If you or your clients have any uncertainties concerning land tax compliance, please contact Jim Koutsokostas.

ALERT: Is your trust avoiding CGT through the restructure rollover?

In the recently issued Taxpayer Alert TA 2019/2 (Alert), the ATO raised its concerns with certain arrangements that purportedly allow a unit trust to dispose of a Capital Gains Tax (CGT) asset with no CGT consequences.  In essence, the arrangements seek to exploit the CGT rollover for trust restructures.

The ATO warns that taxpayers who enter into these types of arrangements will be subject to increased scrutiny.  If you have entered, or are looking to enter into a similar arrangement, the ATO recommends that you seek independent professional advice.

Hall & Wilcox can assist with the request for a private ruling and the drafting and submission of voluntary disclosures to reduce any applicable penalties.  These steps have also been recommended by the ATO in the Alert.

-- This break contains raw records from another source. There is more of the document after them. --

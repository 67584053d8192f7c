//! Java runtime versions: a semantic version plus an `_N` update number

use std::cmp::Ordering;
use std::fmt;
use std::hash::{Hash, Hasher};
use std::str::FromStr;

use crate::range::VersionRange;
use crate::version_parser::{parse_number, Field};
use crate::{UnstableVersionType, Version, VersionBuilder, VersionInterface, VersionParserError};

/// Provides the version string of the host runtime, e.g. `1.8.0_181`
pub trait HostVersionSource {
    fn host_version(&self) -> Option<String>;
}

impl<F> HostVersionSource for F
where
    F: Fn() -> Option<String>,
{
    fn host_version(&self) -> Option<String> {
        self()
    }
}

/// A Java version such as `1.8.0_181`.
///
/// Compares like its semantic [`Version`] and falls back to the update
/// number when those are equal.
#[derive(Debug, Clone)]
pub struct JavaVersion {
    version: Version,
    update_number: u64,
}

impl JavaVersion {
    pub const JAVA_1_5: JavaVersion = JavaVersion::from_version(Version::new(1, 5, 0), 0);
    pub const JAVA_1_6: JavaVersion = JavaVersion::from_version(Version::new(1, 6, 0), 0);
    pub const JAVA_1_7: JavaVersion = JavaVersion::from_version(Version::new(1, 7, 0), 0);
    pub const JAVA_1_8: JavaVersion = JavaVersion::from_version(Version::new(1, 8, 0), 0);

    pub const fn from_version(version: Version, update_number: u64) -> Self {
        JavaVersion { version, update_number }
    }

    pub fn builder() -> JavaVersionBuilder {
        JavaVersionBuilder::new()
    }

    pub fn builder_from(version: &JavaVersion) -> JavaVersionBuilder {
        JavaVersionBuilder {
            base: Version::builder_from(&version.version),
            update_number: version.update_number,
        }
    }

    pub fn parse(version: &str) -> Result<Self, VersionParserError> {
        let parsed = JavaVersionBuilder::new().parse(version)?.build();
        log::trace!("Parsed Java version {} from {:?}", parsed, version);
        Ok(parsed)
    }

    /// Parse the version reported by the host runtime
    pub fn current(source: &impl HostVersionSource) -> Result<Self, VersionParserError> {
        let version = source
            .host_version()
            .ok_or(VersionParserError::MissingHostVersion)?;
        Self::parse(&version)
    }

    /// The semantic part of this version
    pub fn version(&self) -> &Version {
        &self.version
    }

    pub fn major(&self) -> u64 {
        self.version.major()
    }

    pub fn minor(&self) -> u64 {
        self.version.minor()
    }

    pub fn patch(&self) -> u64 {
        self.version.patch()
    }

    pub fn update_number(&self) -> u64 {
        self.update_number
    }

    pub fn pre_release(&self) -> Option<&str> {
        self.version.pre_release()
    }

    pub fn build_metadata(&self) -> Option<&str> {
        self.version.build_metadata()
    }

    pub fn stable(&self) -> bool {
        self.version.stable()
    }

    pub fn unstable(&self) -> bool {
        self.version.unstable()
    }

    pub fn with_major(&self, value: u64) -> Self {
        JavaVersion::from_version(self.version.with_major(value), self.update_number)
    }

    pub fn with_minor(&self, value: u64) -> Self {
        JavaVersion::from_version(self.version.with_minor(value), self.update_number)
    }

    pub fn with_patch(&self, value: u64) -> Self {
        JavaVersion::from_version(self.version.with_patch(value), self.update_number)
    }

    pub fn with_update_number(&self, value: u64) -> Self {
        JavaVersion::from_version(self.version.clone(), value)
    }

    pub fn with_pre_release(&self, value: Option<&str>) -> Result<Self, VersionParserError> {
        Ok(JavaVersion::from_version(self.version.with_pre_release(value)?, self.update_number))
    }

    pub fn with_build_metadata(&self, value: Option<&str>) -> Result<Self, VersionParserError> {
        Ok(JavaVersion::from_version(self.version.with_build_metadata(value)?, self.update_number))
    }

    /// Create a range from `start` (inclusive) to `end` (exclusive)
    pub fn range(start: JavaVersion, end: JavaVersion) -> VersionRange<JavaVersion> {
        VersionRange::new(start, true, end, false)
    }
}

impl VersionInterface for JavaVersion {
    fn major(&self) -> u64 {
        self.version.major()
    }

    fn minor(&self) -> u64 {
        self.version.minor()
    }

    fn patch(&self) -> u64 {
        self.version.patch()
    }

    fn unstable_version_type(&self) -> Option<UnstableVersionType> {
        self.version.unstable_version_type()
    }

    fn compare_to(&self, other: Option<&Self>) -> Ordering {
        match other {
            Some(other) => self.cmp(other),
            None => Ordering::Greater,
        }
    }

    fn stable(&self) -> bool {
        self.version.stable()
    }
}

impl PartialEq for JavaVersion {
    fn eq(&self, other: &Self) -> bool {
        self.update_number == other.update_number && self.version == other.version
    }
}

impl Eq for JavaVersion {}

impl Hash for JavaVersion {
    fn hash<H: Hasher>(&self, state: &mut H) {
        self.version.hash(state);
        self.update_number.hash(state);
    }
}

impl PartialOrd for JavaVersion {
    fn partial_cmp(&self, other: &Self) -> Option<Ordering> {
        Some(self.cmp(other))
    }
}

impl Ord for JavaVersion {
    fn cmp(&self, other: &Self) -> Ordering {
        self.version
            .cmp(&other.version)
            .then(self.update_number.cmp(&other.update_number))
    }
}

impl fmt::Display for JavaVersion {
    fn fmt(&self, f: &mut fmt::Formatter<'_>) -> fmt::Result {
        write!(f, "{}", self.version)?;
        if self.update_number != 0 {
            write!(f, "_{}", self.update_number)?;
        }
        Ok(())
    }
}

impl FromStr for JavaVersion {
    type Err = VersionParserError;

    fn from_str(s: &str) -> Result<Self, Self::Err> {
        JavaVersion::parse(s)
    }
}

impl From<Version> for JavaVersion {
    fn from(version: Version) -> Self {
        JavaVersion::from_version(version, 0)
    }
}

/// Factory for [`JavaVersion`] instances
#[derive(Debug, Clone, Default)]
pub struct JavaVersionBuilder {
    base: VersionBuilder,
    update_number: u64,
}

impl JavaVersionBuilder {
    pub fn new() -> Self {
        Self::default()
    }

    /// Populate the builder from a version string.
    ///
    /// The `_N` suffix runs from the first `_` up to the next `-` or `+`. A
    /// malformed update number is read as zero instead of failing the parse.
    pub fn parse(&mut self, version: &str) -> Result<&mut Self, VersionParserError> {
        let Some(update_index) = version.find('_') else {
            self.base.parse(version)?;
            return Ok(self);
        };

        let tail = &version[update_index + 1..];
        let end = tail.find(|c: char| c == '-' || c == '+').unwrap_or(tail.len());

        let update_number = match parse_number(&tail[..end], Field::UpdateNumber) {
            Ok(update_number) => update_number,
            Err(err) => {
                log::debug!("Ignoring update number of {:?}: {}", version, err);
                0
            }
        };

        let remainder = format!("{}{}", &version[..update_index], &tail[end..]);
        self.base.parse(&remainder)?;
        self.update_number = update_number;

        Ok(self)
    }

    /// Build a version and reset the builder
    pub fn build(&mut self) -> JavaVersion {
        let update_number = std::mem::take(&mut self.update_number);
        JavaVersion::from_version(self.base.build(), update_number)
    }

    pub fn reset(&mut self) -> &mut Self {
        self.base.reset();
        self.update_number = 0;
        self
    }

    pub fn major(&mut self, major: u64) -> &mut Self {
        self.base.major(major);
        self
    }

    pub fn minor(&mut self, minor: u64) -> &mut Self {
        self.base.minor(minor);
        self
    }

    pub fn patch(&mut self, patch: u64) -> &mut Self {
        self.base.patch(patch);
        self
    }

    pub fn update_number(&mut self, update_number: u64) -> &mut Self {
        self.update_number = update_number;
        self
    }

    pub fn pre_release(&mut self, pre_release: Option<&str>) -> Result<&mut Self, VersionParserError> {
        self.base.pre_release(pre_release)?;
        Ok(self)
    }

    pub fn build_metadata(&mut self, build_metadata: Option<&str>) -> Result<&mut Self, VersionParserError> {
        self.base.build_metadata(build_metadata)?;
        Ok(self)
    }
}

#[cfg(test)]
mod tests {
    use super::*;

    fn java(major: u64, minor: u64, patch: u64, update_number: u64) -> JavaVersion {
        JavaVersion::builder()
            .major(major)
            .minor(minor)
            .patch(patch)
            .update_number(update_number)
            .build()
    }

    #[test]
    fn test_parse() {
        let version = JavaVersion::parse("1.8.0_181").unwrap();
        assert_eq!((version.major(), version.minor(), version.patch()), (1, 8, 0));
        assert_eq!(version.update_number(), 181);
        assert_eq!(version.pre_release(), None);

        let version = JavaVersion::parse("1.8.0_45-ea+b13").unwrap();
        assert_eq!(version.update_number(), 45);
        assert_eq!(version.pre_release(), Some("ea"));
        assert_eq!(version.build_metadata(), Some("b13"));

        let version = JavaVersion::parse("1.7.0_80+b15").unwrap();
        assert_eq!(version.update_number(), 80);
        assert_eq!(version.build_metadata(), Some("b15"));
    }

    #[test]
    fn test_parse_without_update_number() {
        let version = JavaVersion::parse("11.0.2+9").unwrap();
        assert_eq!((version.major(), version.minor(), version.patch()), (11, 0, 2));
        assert_eq!(version.update_number(), 0);
        assert_eq!(version.build_metadata(), Some("9"));
    }

    #[test]
    fn test_parse_swallows_malformed_update_number() {
        let version = JavaVersion::parse("1.6.0_xx").unwrap();
        assert_eq!(version.update_number(), 0);
        assert_eq!(version, JavaVersion::JAVA_1_6);

        let version = JavaVersion::parse("1.6.0_-beta").unwrap();
        assert_eq!(version.update_number(), 0);
        assert_eq!(version.pre_release(), Some("beta"));
    }

    #[test]
    fn test_parse_fails_on_base_version() {
        assert!(JavaVersion::parse("1.x.0_10").is_err());
        assert!(JavaVersion::parse("one_10").is_err());
    }

    #[test]
    fn test_compare() {
        let ordered = [java(1, 5, 0, 0), java(1, 5, 0, 1), java(1, 6, 0, 0), java(1, 6, 0, 1)];

        for pair in ordered.windows(2) {
            assert_eq!(pair[0].compare_to(Some(&pair[1])), Ordering::Less);
            assert_eq!(pair[1].compare_to(Some(&pair[0])), Ordering::Greater);
            assert!(pair[0].older_than(&pair[1]));
            assert!(!pair[0].newer_than(&pair[1]));
            assert!(pair[1].newer_than(&pair[0]));
            assert!(!pair[1].older_than(&pair[0]));
        }

        assert_eq!(java(1, 5, 0, 0).compare_to(None), Ordering::Greater);
    }

    #[test]
    fn test_equals() {
        assert_eq!(java(1, 6, 0, 0), java(1, 6, 0, 0));
        assert_eq!(java(1, 6, 0, 1), java(1, 6, 0, 1));
        assert_ne!(java(1, 6, 0, 0), java(1, 6, 0, 1));
        assert_ne!(java(1, 6, 0, 1), java(1, 7, 0, 1));
        assert_ne!(java(1, 7, 0, 0), java(1, 7, 0, 1));
    }

    #[test]
    fn test_current() {
        let current = JavaVersion::current(&|| Some("1.8.0_181".to_string())).unwrap();

        assert!(current.newer_than(&JavaVersion::JAVA_1_5));
        assert!(current.newer_than(&JavaVersion::JAVA_1_6));
        assert!(current.newer_than(&JavaVersion::JAVA_1_7));
        assert!(current.newer_than(&JavaVersion::JAVA_1_8));
    }

    #[test]
    fn test_current_without_host_version() {
        assert_eq!(
            JavaVersion::current(&|| None::<String>),
            Err(VersionParserError::MissingHostVersion)
        );
    }

    #[test]
    fn test_display() {
        assert_eq!(java(1, 8, 0, 0).to_string(), "1.8");
        assert_eq!(java(1, 8, 0, 181).to_string(), "1.8_181");
        assert_eq!(java(1, 8, 1, 5).to_string(), "1.8.1_5");
        assert_eq!(JavaVersion::parse("1.8.0_45-ea+b13").unwrap().to_string(), "1.8-ea+b13_45");
        assert_eq!(JavaVersion::parse("1.7.0_80-rc.2").unwrap().to_string(), "1.7-rc.2_80");
    }

    #[test]
    fn test_parse_appended_update_number() {
        let version = JavaVersion::parse("1.8-ea+b13_45").unwrap();
        assert_eq!(version.update_number(), 45);
        assert_eq!(version.pre_release(), Some("ea"));
        assert_eq!(version.build_metadata(), Some("b13"));
        assert_eq!(version, JavaVersion::parse("1.8.0_45-ea+b13").unwrap());
    }

    #[test]
    fn test_display_parses_back() {
        for input in ["1.8.0_181", "1.8.0_45-ea+b13", "9.0.4+11", "1.7.0_80-rc.2"] {
            let version = JavaVersion::parse(input).unwrap();
            let reparsed = JavaVersion::parse(&version.to_string()).unwrap();
            assert_eq!(reparsed, version);
            assert_eq!(reparsed.update_number(), version.update_number());
            assert_eq!(reparsed.pre_release(), version.pre_release());
            assert_eq!(reparsed.build_metadata(), version.build_metadata());
        }
    }

    #[test]
    fn test_with_methods_copy() {
        let original = java(1, 8, 0, 100);
        let updated = original.with_update_number(101);
        let minor = original.with_minor(9);

        assert_eq!(original.update_number(), 100);
        assert_eq!(updated.update_number(), 101);
        assert_eq!(minor.minor(), 9);
        assert_eq!(minor.update_number(), 100);
        assert!(original.with_pre_release(Some("ea")).unwrap().unstable());
    }

    #[test]
    fn test_builder_resets_after_build() {
        let mut builder = JavaVersion::builder();
        builder.major(1).minor(8).update_number(20);
        let first = builder.build();
        let second = builder.build();

        assert_eq!(first.to_string(), "1.8_20");
        assert_eq!(second.to_string(), "0.0");
        assert_eq!(second.update_number(), 0);
    }

    #[test]
    fn test_range() {
        let range = JavaVersion::range(JavaVersion::JAVA_1_7, JavaVersion::JAVA_1_8);
        assert!(range.matches(&java(1, 7, 0, 0)));
        assert!(range.matches(&java(1, 7, 0, 80)));
        assert!(!range.matches(&java(1, 8, 0, 0)));

        let range: VersionRange<JavaVersion> = "[1.8.0_20,1.8.0_100]".parse().unwrap();
        assert!(range.matches(&java(1, 8, 0, 60)));
        assert!(range.matches(&java(1, 8, 0, 100)));
        assert!(!range.matches(&java(1, 8, 0, 101)));
    }
}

What are these arrangements?

Under the arrangements, a trustee of a unit trust (Transferring Trust) sells a CGT asset with a large unrealised capital gain to an arm's length purchaser (Purchaser) for an agreed purchase price by:

  • transferring the asset to a trustee of a new unit trust (Receiving Trust) that is settled for nominal funds and issued units for the agreed purchase price which gives rise to a debt owing to the Transferring Trust; and
  • the trustees of both trusts choosing the rollover-relief under subdivision 126-G of the Income Tax Assessment Act 1997 (Cth) (1997 Act) for the transfer.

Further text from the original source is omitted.